Providing good performance in a client-server database architecture is not hard when function shipping is used and the queries and updates are not navigational in nature. But some version of data shipping is usually considered important to achieve decent navigational performance. The idea is to locally cache data (usually pages) at the client and execute most queries and transactions against the cached data, hence avoiding round trip on each navigational request. In this context, most proposed systems have use some variant of single version concurrency control. This choice imposes a high burden on cache coherence, as all caches are required, when they share data, to have the same version of the data. The burden is high whether the cache reconciliation is done aggressively (so-called pessimistic) or lazily (only at commit, so-called optimistic).

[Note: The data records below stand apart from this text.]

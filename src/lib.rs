//! # qs_value
//!
//! A query string parser and stringifier with nesting support.
//!
//! ## What does it do?
//!
//! Query strings are flat: `key=value` pairs joined by `&`. This crate reads
//! bracket notation (`a[b][c]=d`), array notation (`a[]=x`, `a[0]=x`) and,
//! optionally, dot notation (`a.b=c`) as paths into a nested [`Value`] tree,
//! and writes such trees back out.
//!
//! ## Key Features
//!
//! - **Nesting**: mappings and sequences at any depth, capped by a configurable limit
//! - **Duplicate keys**: `a=b&a=c` coalesces into a sequence
//! - **Array formats**: `a[0]=b`, `a[]=b` or `a=b` when stringifying
//! - **Charsets**: UTF-8 and ISO-8859-1, with the `utf8=✓` sentinel convention
//! - **Safe keys**: `__proto__`, `constructor` and `prototype` are filtered out
//! - **Serde bridge**: any `T: Serialize` can be stringified, and [`Value`]
//!   itself serializes to any serde format
//!
//! ## Quick Start
//!
//! ```toml
//! [dependencies]
//! qs_value = "0.1"
//! ```
//!
//! ### Parsing
//!
//! ```rust
//! use qs_value::{parse, qs, Value};
//!
//! let parsed = parse("user[name]=tj&user[tags][]=a&user[tags][]=b");
//! assert_eq!(
//!     Value::Mapping(parsed),
//!     qs!({ "user": { "name": "tj", "tags": ["a", "b"] } })
//! );
//! ```
//!
//! ### Stringifying
//!
//! ```rust
//! use qs_value::{qs, stringify_with_options, ArrayFormat, StringifyOptions};
//!
//! let value = qs!({ "a": { "b": ["c", "d"] } });
//! let options = StringifyOptions::new()
//!     .with_array_format(ArrayFormat::Brackets)
//!     .with_encode(false);
//! assert_eq!(stringify_with_options(&value, &options), "a[b][]=c&a[b][]=d");
//! ```
//!
//! ### From Rust types
//!
//! ```rust
//! use qs_value::to_string;
//! use serde::Serialize;
//!
//! #[derive(Serialize)]
//! struct Filter {
//!     status: &'static str,
//!     ids: Vec<u32>,
//! }
//!
//! let filter = Filter { status: "open", ids: vec![3, 7] };
//! assert_eq!(
//!     to_string(&filter).unwrap(),
//!     "status=open&ids%5B0%5D=3&ids%5B1%5D=7"
//! );
//! ```
//!
//! ## Failure Model
//!
//! Parsing and stringifying never fail: malformed escapes decode to their
//! raw text, reserved keys are dropped, and input over the configured limits
//! is truncated or kept as literal keys. Errors only come from resolving
//! option names ([`Charset`], [`Format`], [`ArrayFormat`],
//! [`Delimiter::pattern`]) and from the serde bridge.
//!
//! ## Logging
//!
//! Recovery points emit `debug` records through the [`log`] facade, so a
//! binary that installs a logger can see which parameters were dropped.
//!
//! ## Examples
//!
//! See the `demos/` directory:
//!
//! - **`basic.rs`** - parsing and stringifying with default options
//! - **`custom_options.rs`** - delimiters, dots, charsets and array formats
//! - **`from_structs.rs`** - stringifying serde types
//!
//! Run any demo with: `cargo run --example <name>`

pub mod codec;
pub mod de;
pub mod error;
pub mod formats;
pub mod keys;
pub mod macros;
pub mod map;
pub mod merge;
pub mod options;
pub mod ser;
pub mod value;

pub use de::Parser;
pub use error::{Error, Result};
pub use formats::Format;
pub use map::QsMap;
pub use options::{
    ArrayFormat, Charset, Decoder, Delimiter, Encoder, Filter, ParseOptions, StringifyOptions,
};
pub use ser::{Stringifier, ValueSerializer};
pub use value::{Number, Value};

use serde::Serialize;

/// Parse a query string with default options.
///
/// # Examples
///
/// ```rust
/// use qs_value::{parse, Value};
///
/// let parsed = parse("a=b&a=c");
/// assert_eq!(
///     parsed.get("a"),
///     Some(&Value::Sequence(vec![Value::from("b"), Value::from("c")]))
/// );
/// ```
#[must_use]
pub fn parse(input: &str) -> QsMap {
    parse_with_options(input, &ParseOptions::default())
}

/// Parse a query string with custom options.
///
/// # Examples
///
/// ```rust
/// use qs_value::{parse_with_options, qs, ParseOptions, Value};
///
/// let options = ParseOptions::new()
///     .with_ignore_query_prefix(true)
///     .with_allow_dots(true);
/// let parsed = parse_with_options("?a.b=c", &options);
/// assert_eq!(Value::Mapping(parsed), qs!({ "a": { "b": "c" } }));
/// ```
#[must_use]
pub fn parse_with_options(input: &str, options: &ParseOptions) -> QsMap {
    Parser::new(options).parse_str(input)
}

/// Parse a mapping whose keys are in bracket notation.
///
/// Values are used as given; only keys are decomposed.
#[must_use]
pub fn parse_map(input: QsMap, options: &ParseOptions) -> QsMap {
    Parser::new(options).parse_map(input)
}

/// Stringify a value with default options.
///
/// # Examples
///
/// ```rust
/// use qs_value::{qs, stringify};
///
/// assert_eq!(stringify(&qs!({ "a": "b", "c": "d e" })), "a=b&c=d%20e");
/// assert_eq!(stringify(&qs!("not a container")), "");
/// ```
#[must_use]
pub fn stringify(value: &Value) -> String {
    stringify_with_options(value, &StringifyOptions::default())
}

/// Stringify a value with custom options.
#[must_use]
pub fn stringify_with_options(value: &Value, options: &StringifyOptions) -> String {
    Stringifier::new(options).stringify(value)
}

/// Convert any `T: Serialize` to a [`Value`].
///
/// # Examples
///
/// ```rust
/// use qs_value::{to_value, Value};
/// use serde::Serialize;
///
/// #[derive(Serialize)]
/// struct Point { x: i32, y: i32 }
///
/// let value = to_value(&Point { x: 1, y: 2 }).unwrap();
/// assert!(value.is_mapping());
/// assert_eq!(value.get("x"), Some(&Value::from(1)));
/// ```
///
/// # Errors
///
/// Returns [`Error::UnsupportedType`] for enum variants carrying data and for
/// non-scalar map keys.
#[must_use = "this returns the result of the operation, errors must be handled"]
pub fn to_value<T>(value: &T) -> Result<Value>
where
    T: ?Sized + Serialize,
{
    value.serialize(ValueSerializer)
}

/// Serialize any `T: Serialize` to a query string with default options.
///
/// # Errors
///
/// Returns an error if the value cannot be converted to a [`Value`].
#[must_use = "this returns the result of the operation, errors must be handled"]
pub fn to_string<T>(value: &T) -> Result<String>
where
    T: ?Sized + Serialize,
{
    to_string_with_options(value, &StringifyOptions::default())
}

/// Serialize any `T: Serialize` to a query string with custom options.
///
/// # Examples
///
/// ```rust
/// use qs_value::{to_string_with_options, StringifyOptions};
/// use std::collections::BTreeMap;
///
/// let mut params = BTreeMap::new();
/// params.insert("b", "2");
/// params.insert("a", "1");
///
/// let options = StringifyOptions::new().with_add_query_prefix(true);
/// assert_eq!(to_string_with_options(&params, &options).unwrap(), "?a=1&b=2");
/// ```
///
/// # Errors
///
/// Returns an error if the value cannot be converted to a [`Value`].
#[must_use = "this returns the result of the operation, errors must be handled"]
pub fn to_string_with_options<T>(value: &T, options: &StringifyOptions) -> Result<String>
where
    T: ?Sized + Serialize,
{
    let value = to_value(value)?;
    Ok(stringify_with_options(&value, options))
}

The paper by Gukal et al exploits multi-version concurrency control on transient versions to reduce cache coherence overhead and to permit queries (read-only transactions) to execute without blocking. A number of systems support transient versions, but rarely in a client-server setting to enhance navigational access. In this paper, each version is called a "slice". A slice resides entirely at a single client, but a client may support multiple slices. Updates require that the latest version of a page be accessed, and this can produce cycles in the "slice graph", leading to aborts. But read requests can be handled by extending the slice, which does not always require the latest version. Queries can execute against older slices without blocking. A nice feature is that this leads naturally to a two level concurrency control, where the clients resolve local conflicts entirely locally, and the server ensures that slices form an acyclic graph, and hence that transactions executing in a slice are globally acyclic.

The paper does not discuss logging protocols for transaction commit. It does discuss how clients return updated pages to the server when a slice is terminated, but such issues as how the server deals with clients that simply go away and do not return their pages are not dealt with. Nonetheless, the paper presents an intriguing approach to cache coherence and good performance for navigational database access in a client-server environment.